Which lines of the listing hold the string "slot"? Copy those lines.
### MATERIAL PROVIDED
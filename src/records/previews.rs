// src/records/previews.rs

use once_cell::sync::Lazy;
use regex::Regex;
use tracing::trace;

use super::{FieldValue, Record};
use crate::process::CellValue;

/// Drive share links carry the file id as the `/d/<id>/` path segment.
static DRIVE_FILE_ID: Lazy<Regex> =
    Lazy::new(|| Regex::new(r"/d/([A-Za-z0-9_-]*)/").expect("drive id regex should compile"));

/// Every Drive file id in a comma-joined link list, in order.
pub fn drive_file_ids(links: &str) -> Vec<&str> {
    DRIVE_FILE_ID
        .captures_iter(links)
        .filter_map(|c| c.get(1))
        .map(|m| m.as_str())
        .collect()
}

/// Thumbnail URL for a Drive file, usable directly as an `<img>` source.
pub fn preview_url(file_id: &str, width: u32) -> String {
    format!("https://drive.google.com/thumbnail?sz=w{}&id={}", width, file_id)
}

pub fn preview_urls(links: &str, width: u32) -> Vec<String> {
    drive_file_ids(links)
        .into_iter()
        .map(|id| preview_url(id, width))
        .collect()
}

/// Replace a link-list `field` with its preview URLs.
///
/// Only text (or empty) values are expanded, so running this on an
/// already-processed record leaves it unchanged.
pub fn expand_previews(record: &mut Record, field: &str, width: u32) {
    let Some(slot) = record.get_mut(field) else {
        return;
    };
    let links = match slot {
        FieldValue::Cell(CellValue::Text(s)) => s.as_str(),
        FieldValue::Cell(CellValue::Empty) => "",
        _ => return,
    };
    let urls = preview_urls(links, width);
    trace!(field, count = urls.len(), "expanded preview links");
    *slot = FieldValue::Previews(urls);
}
######
▶ _EXERCISE RESULT_
    let Some(slot) = record.get_mut(field) else {
    let links = match slot {
    *slot = FieldValue::Previews(urls);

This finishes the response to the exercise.